After those events, my boss expressed a desire for a long-term solution that could be used if that scenario ever happened again, although he never officially assigned me to work on it, and since it is based on code from a personal project, that is why I call it quasi-personal. In any case, since then we added a second network adapter to our development server and configured the network switch to “mirror” the port going to the network appliance allowing us to do packet analysis on a long-term basis.
However, my software was in great need of improvement. Up until that point, it was just a class library that I was invoking using PowerShell with no user interface of its own. My vision for it was simple: Something like Task Manager’s processes tab where there’s a list of IP addresses and the bandwidth usage of each and you can sort by one of the columns and it will update the sort order periodically.
So that is my application. A simple network traffic usage monitor.

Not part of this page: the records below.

//! Derived per-tile fields: relief index and climate
//!
//! Both are computed from raw [`TileFields`] at most once per tile and cached
//! on the [`DerivedContext`]. Climate reads the relief index, so relief is
//! always resolved first.

use serde::{Deserialize, Serialize};

use crate::config::{ClimateConfig, RegionBias, ReliefConfig, MIN_RELIEF_EXPONENT};
use crate::fields::TileFields;

/// Climate scalars of one tile, all in [0,1].
#[derive(Clone, Copy, Debug, Default, PartialEq, Serialize, Deserialize)]
pub struct ClimateResult {
    pub temperature: f32,
    pub moisture: f32,
    pub ocean_proximity: f32,
    /// Normalized latitude the climate was computed for (0.5 = equator)
    pub latitude: f32,
}

/// Output of [`compute_derived_fields`].
#[derive(Clone, Copy, Debug, PartialEq)]
pub struct DerivedFields {
    pub relief_index: f32,
    pub climate: ClimateResult,
}

/// Layer configuration consumed by the pipeline.
#[derive(Clone, Copy, Debug)]
pub struct DerivedConfig<'a> {
    pub sea_level: f32,
    pub relief: &'a ReliefConfig,
    pub climate: &'a ClimateConfig,
}

/// Per-tile accumulator. Create one per tile generation call.
#[derive(Clone, Debug)]
pub struct DerivedContext {
    pub fields: TileFields,
    pub region: RegionBias,
    relief_index: Option<f32>,
    climate: Option<ClimateResult>,
}

impl DerivedContext {
    pub fn new(fields: TileFields, region: RegionBias) -> Self {
        Self {
            fields,
            region,
            relief_index: None,
            climate: None,
        }
    }

    /// Relief index, computed on first call.
    pub fn relief_index(&mut self, cfg: &DerivedConfig<'_>) -> f32 {
        if let Some(relief) = self.relief_index {
            return relief;
        }
        let relief = compute_relief_index(&self.fields, &self.region, cfg.relief);
        self.relief_index = Some(relief);
        relief
    }

    /// Climate, computed on first call (resolving relief first).
    pub fn climate(&mut self, cfg: &DerivedConfig<'_>) -> ClimateResult {
        if let Some(climate) = self.climate {
            return climate;
        }
        let relief = self.relief_index(cfg);
        let climate = compute_climate(&self.fields, &self.region, relief, cfg);
        self.climate = Some(climate);
        climate
    }

    pub fn is_relief_cached(&self) -> bool {
        self.relief_index.is_some()
    }

    pub fn is_climate_cached(&self) -> bool {
        self.climate.is_some()
    }
}

/// Resolve every derived field on the context and return them.
pub fn compute_derived_fields(ctx: &mut DerivedContext, cfg: &DerivedConfig<'_>) -> DerivedFields {
    let relief_index = ctx.relief_index(cfg);
    let climate = ctx.climate(cfg);
    DerivedFields { relief_index, climate }
}

/// Clamp to [0,1]; NaN reads as 0.
pub fn clamp01(value: f32) -> f32 {
    if value.is_nan() {
        0.0
    } else {
        value.clamp(0.0, 1.0)
    }
}

// =============================================================================
// RELIEF
// =============================================================================

fn compute_relief_index(fields: &TileFields, region: &RegionBias, cfg: &ReliefConfig) -> f32 {
    let weights = region.relief_weights.unwrap_or(cfg.weights);

    let blended = (1.0 - clamp01(fields.plate_edge_distance)) * weights.plate_edge
        + clamp01(fields.medium_detail_abs) * weights.medium_detail
        + clamp01(fields.macro_slope) * weights.macro_slope
        + clamp01(fields.ridge_strength) * weights.ridge;

    let multiplier = finite_or(region.relief_multiplier, 1.0);
    let bias = finite_or(region.relief_bias, 0.0) + finite_or(cfg.base_bias, 0.0);
    let shaped = clamp01(blended * multiplier + bias);

    let exponent =
        finite_or(cfg.exponent, ReliefConfig::default().exponent).max(MIN_RELIEF_EXPONENT);
    shaped.powf(exponent)
}

// =============================================================================
// CLIMATE
// =============================================================================

/// Temperature ocean proximity pulls towards.
const MILD_TEMPERATURE: f32 = 0.5;

fn compute_climate(
    fields: &TileFields,
    region: &RegionBias,
    relief_index: f32,
    cfg: &DerivedConfig<'_>,
) -> ClimateResult {
    let climate = cfg.climate;
    let latitude = clamp01(fields.latitude_normalized);
    let elevation = clamp01(fields.macro_elevation);
    let sea_level = clamp01(cfg.sea_level);

    let elevation_above_sea = (elevation - sea_level).max(0.0);
    let coast_width = if climate.coast_width > 0.0 { climate.coast_width } else { f32::EPSILON };
    let ocean_proximity = clamp01(1.0 - (elevation - sea_level).abs() / coast_width);

    // Warmest at the equator, cooling with altitude
    let base_temperature = 1.0 - (latitude - 0.5).abs() * 2.0;
    let lapsed = base_temperature - elevation_above_sea * climate.lapse_rate;
    let moderation = clamp01(ocean_proximity * climate.ocean_moderation);
    let temperature = clamp01(
        lapsed + (MILD_TEMPERATURE - lapsed) * moderation
            + climate.temperature_bias
            + finite_or(region.temperature_bias, 0.0),
    );

    // Relief dries the interior; the coast keeps its moisture
    let rain_shadow = relief_index * climate.rain_shadow_strength * (1.0 - ocean_proximity);
    let moisture = clamp01(
        ocean_proximity - rain_shadow - elevation_above_sea * climate.altitude_dryness
            + climate.moisture_bias
            + finite_or(region.moisture_bias, 0.0),
    );

    ClimateResult {
        temperature,
        moisture,
        ocean_proximity,
        latitude,
    }
}

fn finite_or(value: f32, fallback: f32) -> f32 {
    if value.is_finite() {
        value
    } else {
        fallback
    }
}
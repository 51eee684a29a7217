use std::collections::HashSet;

use hexworld::grid::{Grid, GridCell, HexGrid, WorldPos};
use hexworld::nav::{Nav, NavBounds};
use hexworld::quadtree::{Point, QuadTree, Rectangle};

#[test]
fn test_hex_grid_projection_scenario() {
    let grid = HexGrid::new(1.0);
    let pos = grid.to_world(GridCell::new(1, 0));
    assert!((pos.x - 3f64.sqrt()).abs() < 1e-9);
    assert!(pos.y.abs() < 1e-12);
    assert!(pos.z.abs() < 1e-9);
    assert_eq!(grid.to_coord(pos), GridCell::new(1, 0));
}

#[test]
fn test_hex_round_trip_through_world() {
    for grid in [HexGrid::new(2.5), HexGrid::flat_top(0.75)] {
        for cell in grid.spiral(GridCell::new(0, 0), 6) {
            assert_eq!(grid.to_coord(grid.to_world(cell)), cell);
        }
    }
}

#[test]
fn test_ring_and_spiral_cardinality() {
    let grid = Grid::hex(1.0);
    let center = GridCell::new(3, -2);
    for k in 1..=5 {
        let ring = grid.ring(center, k);
        let distinct: HashSet<GridCell> = ring.iter().copied().collect();
        assert_eq!(distinct.len(), 6 * k as usize);
        assert!(ring.iter().all(|&c| grid.distance(center, c) == k));
    }
    let spiral = grid.spiral(center, 4);
    assert_eq!(spiral.len(), 1 + 3 * 4 * 5);
}

#[test]
fn test_square_world_scaling() {
    let grid = Grid::square(2.0);
    assert_eq!(grid.to_world(GridCell::new(3, -1)), WorldPos::new(6.0, 0.0, -2.0));
    assert_eq!(grid.to_coord(WorldPos::new(5.1, 0.0, -2.9)), GridCell::new(3, -1));
}

#[test]
fn test_pathfinding_scenarios() {
    let nav = Nav::new(Grid::square(1.0));
    let path = nav.pathfind(GridCell::new(0, 0), GridCell::new(3, 0));
    assert_eq!(
        path,
        vec![
            GridCell::new(0, 0),
            GridCell::new(1, 0),
            GridCell::new(2, 0),
            GridCell::new(3, 0)
        ]
    );

    let bounds = NavBounds::Rect {
        min: GridCell::new(-5, -5),
        max: GridCell::new(5, 5),
    };
    let mut walled = Nav::new(Grid::square(1.0)).with_bounds(bounds);
    for y in -5..=5 {
        walled.set_blocker(GridCell::new(1, y), true);
    }
    assert!(walled.pathfind(GridCell::new(0, 0), GridCell::new(3, 0)).is_empty());
}

#[test]
fn test_quadtree_finds_each_point_once() {
    let boundary = Rectangle::new(0.0, 0.0, 100.0, 100.0);
    let mut tree = QuadTree::new(boundary, 4);
    let mut inserted = 0;
    for i in 0..40 {
        for j in 0..40 {
            let x = -99.0 + i as f64 * 4.9;
            let y = -99.0 + j as f64 * 4.9;
            if tree.insert(Point::new(x, y, (i, j))) {
                inserted += 1;
            }
        }
    }
    assert_eq!(inserted, 1600);

    let all = tree.query_vec(&boundary);
    let ids: HashSet<(i32, i32)> = all.iter().map(|p| p.data).collect();
    assert_eq!(all.len(), 1600);
    assert_eq!(ids.len(), 1600);
    assert!(!tree.insert(Point::new(100.0, 0.0, (-1, -1))));
}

Why does it need so much memory?
This is one of those things that seems like it should be easy, but it is in fact much more involved to implement. The application needs to process every single packet traveling across the network. For each packet, it needs to store information about it for a time in a buffer and categorize it by IP address.
The problem has to do with the objects that are created when a new IP address is encountered. At first, just to get it working, I did not implement any logic to “forget” these objects once the address is no longer active on the network. I knew this would have to be implemented eventually, though. Before implementing this, after a 24 hour period, the application was using gigabytes of memory! So I implemented the logic to remove objects related to addresses that have been inactive over a configurable period of time. This improved things drastically. But I used a PowerShell script to log the CPU and memory usage of the program on a minute-to-minute basis, and I noticed a disturbing trend:
Those areas of higher CPU usage are during business hours when network activity is higher. You’ll notice during those periods the memory usage rises significantly, which is to be expected. But it does not fall completely afterward! Instead, it continues to climb higher and higher over time instead of remaining about the same. It’s over 300MB after 3 days, when it started out around 50MB.
So what’s the deal? My program was properly forgetting the objects. Why wasn’t the garbage collector working its magic? Well, the other peculiar thing about this chart, is that the CPU usage is never much below 10%. This makes sense, because it is constantly processing network packets. It never gets a break.
I wish I could remember the article I read on .NET garbage collection so I could link to it. But in any case, the reason this is significant is this: The garbage collector needs to move objects around in memory in order to reclaim memory. Thus, it would be dangerous to have any other thread in the program running while this takes place. So the garbage collector actually freezes every thread in the program (except its own, of course) while it does its collection magic. Because of this, it is designed to wait for a convenient time to run; namely, when the program is fairly idle. However, as you can see above, this never really happens with this program. As a result, the garbage collector runs much less frequently in this scenario. Those sharp decreases in memory usage in the chart are likely when the garbage collector runs, and as you can see, they are hours apart. The garbage collector also does not check every object every time it runs. It uses an algorithm based on the age of an object to determine the likelihood that it needs to be collected. The less frequently the garbage collector runs, then, the worse it is at reclaiming the majority of unreachable objects.
What’s the solution?
Well, the first thing that comes to mind is the Collect method of System.GC, which forces a collection to take place. But there is a reason the garbage collector normally does not want to run when the application is busy. It could adversely affect performance—in this case, the program’s ability to process every packet on the network. Some might be skipped because the thread was frozen when the event took place.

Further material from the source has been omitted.